Fig. 4. IL-33-ST2 axis is activated in airway macrophages during bronchial re-epithelialization.

a Relative mRNA expression of Il1rl1 as determined by qPCR for total BAL macrophages. b FACS quantification as percentage of ST2 expression on P2 and P3 cells of total cells in BAL. Results were confirmed using GFP ST2 reporter mice in the right panel. c Single-cell RNA-sequencing analysis of mouse naïve bronchial epithelial lineages showing t-SNE plots of club cell lineages as identified by Scgb1a1 and Scgb3a1. Clusters 0, 1, 5, and 7 represent club-epithelial lineages subsets.

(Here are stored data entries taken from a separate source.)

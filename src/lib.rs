//! A discrete-time, grid-based multi-species ecosystem simulation.
//!
//! Actors (plants and five animal species) occupy cells of a 2-D field,
//! age, hunt, breed, sicken, and die under day/night and weather
//! modifiers; a pausable scheduler advances the simulation at a
//! controllable cadence.

pub mod actor;
pub mod config;
pub mod controller;
pub mod field;
pub mod scheduler;
pub mod simulation;
pub mod species;
pub mod stats;
pub mod weather;

pub use actor::{Actor, ActorId, Gender};
pub use config::Config;
pub use controller::SimulationController;
pub use field::{Field, Location, Occupancy};
pub use scheduler::{Scheduler, SchedulerState};
pub use simulation::{Phase, Simulation, TickSummary};
pub use species::{Prey, Species, SpeciesTable, SpeciesTraits};
pub use stats::{FieldSnapshot, PopulationStats};
pub use weather::{Weather, WeatherTable};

Gene expression plots demonstrating expression of IL-33 in a proportion of club cells (Cluster 1). High expression of Foxj1 in Cluster 2 identifies club-derived ciliated cell. Other clusters (3, 4, and 6) are club-derived mesenchymal lineages. Scale bar to the right denotes normalized gene expression level of marker’s gene for each cell. d Representative sections from histological staining of CCSP (red), IL-33 (white), β-tubulin (green), and nuclear content (DAPI, blue) in lung sections. White arrows indicate IL-33-containing club cells. e soluble ST2 (sST2) levels in the BAL supernatants. f Levels of IL-33 in homogenized lung samples. Data from n = 7 (a, d), 8 (e), and 9 (f) mice are representative of at least three independent series of experiments and show mean ± SEM. ^*P < 0.05, ^**P < 0.01, ^***P < 0.001 and ^****P < 0.0001 between NA-treated and naïve (N) WT mice using one-way ANOVA, Bonferroni post-test. Scale bar in d = 50 µm. t-SNE (t-distribution stochastic neighbor embedding) plots in graph c show data from one experiment (n = 1).